WHILE excess fat and salt are well-known dietary villains, especially when it comes to heart health, mounting evidence suggests that a sugar-laden diet may raise your risk of dying of heart disease - even if you aren’t overweight, says the June 2014 issue of the Harvard Medical School Harvard Heart Letter.

“Currently, our dietary guidelines include recommendations for fat and salt but not for sugar,” says Dr. Teresa Fung, adjunct professor of nutrition at the Harvard School of Public Health.

She supports the American Heart Association’s recommendation that women consume less than 100 calories of added sugar per day (the equivalent of 25 grams or 6 teaspoons) and men consume less than 150 per day (about 37.5 grams or 9 teaspoons).

The federal Dietary Guidelines Advisory Committee is considering issuing a new limit for sugar in its 2015 recommendations, says Dr. Fung.

“Added sugar” means not just the sugar you spoon into beverages and onto food but also the sugar that’s added to many processed foods, as well as sugars found naturally in foods, like fructose in fruit and lactose in milk.

Sugar-sweetened beverages such as sodas, energy drinks and sports drinks are by far the biggest sources of added sugar in the average American’s diet - they account for more than one-third of the added sugar we consume as a nation.

Other important sources include cookies, cakes, pastries and similar treats; fruit drinks, ice cream, frozen yogurt and the like; candy; and ready-to-eat cereal.

Although added sugars make up at least 10 percent of the calories the average American eats in a day, about one person in 10 gets a whopping one-quarter or more of calories, according to a study published in JAMA Internal Medicine - Over the course of the 15-year study, participants who took in 25 percent or more of their daily calories as sugar were more than twice as likely to die from heart disease than those whose diets included less than 10 percent added sugar.

Over all, the odds of dying from heart disease rose in tandem with the percentage of sugar in the diet - regardless of a person’s age, sex, physical activity level, or body mass index (a measure of weight that accounts for height), adds the health letter.

While the exact mechanism of how excess sugar might harm the heart is unclear, earlier research has shown certain factors to contribute to heart disease risk:

• Drinking sugar-sweetened beverages can raise blood pressure

• A high-sugar diet may stimulate the liver to dump more fats into the bloodstream - sugar is a carbohydrate which can increase triglyceride levels in the blood, and triglycerides are fat, which can end up in the arteries

• High sugar intake has been linked to lowered HDL (good) cholesterol levels

• Excess sugar contributes to weight gain

• Too much extra sugar could cut your lifetime short by increasing your risk for type 2 diabetes

• Sugar delivers “empty calories” - calories unaccompanied by fiber, vitamins, minerals and other nutrients

• Too much added sugar often crowds out healthier foods from a person’s diet

“Regardless of their Healthy Eating Index scores, people who ate more sugar still had higher cardiovascular mortality,” says Dr. Fung.
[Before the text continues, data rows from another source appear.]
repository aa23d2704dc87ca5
//! Base repository trait for database operations.

/// Contains the Repository trait.
///
/// A repository is basically a data access layer for a postgres table. It
/// provides methods for creating, reading, updating, and deleting entities,
/// as well as listing them with simple filters.
use crate::db::errors::Result;

/// Base repository trait providing common database operations
///
/// This trait has separate associated types for create requests, update requests, and responses.
#[async_trait::async_trait]
pub trait Repository {
    /// The request type for creating entities
    type CreateRequest;

    /// The request type for updating entities
    type UpdateRequest;

    /// The response/DTO type returned by operations
    type Response;

    /// The identifier type for lookups
    type Id: Send + Sync;

    /// The filter type for list operations
    type Filter: Send + Sync;

    /// Create a new entity
    async fn create(&mut self, request: &Self::CreateRequest) -> Result<Self::Response>;

    /// Get an entity by ID
    async fn get_by_id(&mut self, id: Self::Id) -> Result<Option<Self::Response>>;

    /// List entities with filtering and pagination
    async fn list(&mut self, filter: &Self::Filter) -> Result<Vec<Self::Response>>;

    /// Delete an entity by ID
    async fn delete(&mut self, id: Self::Id) -> Result<bool>;

    /// Update an entity by ID
    async fn update(&mut self, id: Self::Id, request: &Self::UpdateRequest) -> Result<Self::Response>;
}
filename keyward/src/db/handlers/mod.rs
//! Database repositories.

pub mod permissions;
pub mod repository;
pub mod sessions;
pub mod users;

pub use permissions::Permissions;
pub use repository::Repository;
pub use sessions::Sessions;
pub use users::Users;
This proves that the excess added sugar is the real culprit in raising an individual’s cardiovascular risk.

The following sugar labeling terms may help you determine how sweet a food item is:

• Sugar-free - Means less than 0.5 grams of sugar per serving

• Reduced sugar or less sugar -  At least 25 percent less sugar per serving compared with a standard serving of the traditional variety of the food

• No added sugar or without added sugar - No sugars or sugar-containing ingredients added during processing

• Low sugar - Not defined or allowed on food labels

A few self-help strategies are offered to aid in cutting sugar from your diet:

• Focus on natural foods, including fresh fruit, to satisfy your sweet tooth

• Look for lower-sugar versions of processed food

• Try to curb a soda habit - Mix a little fruit juice with seltzer water as a replacement

• Make your own iced tea and add a small amount of sweetener to it, instead of buying the sugary version

• Cook your own meals to make sure you don’t get any sweet surprises in your food

• Get plain yogurt and add a little bit of fruit to it for sweetness, instead of buying the pre-sweetened variety

• When buying packaged foods, compare the labels of different brands and purchase the one with the least amount of sugar

• Be on the lookout for sugar that goes by other names - like high-fructose corn syrup, molasses, honey, fruit juice concentrate and cane sugar. “When it comes to added sugar, whether it’s natural or not natural, nutritionally, it does not make a difference,” Dr. Fung says.

• Finally, be mindful of products where you wouldn’t necessarily expect to find sugar - like ketchup, barbecue sauce and tomato sauce, all of which can be loaded with it, concludes Dr. Fung.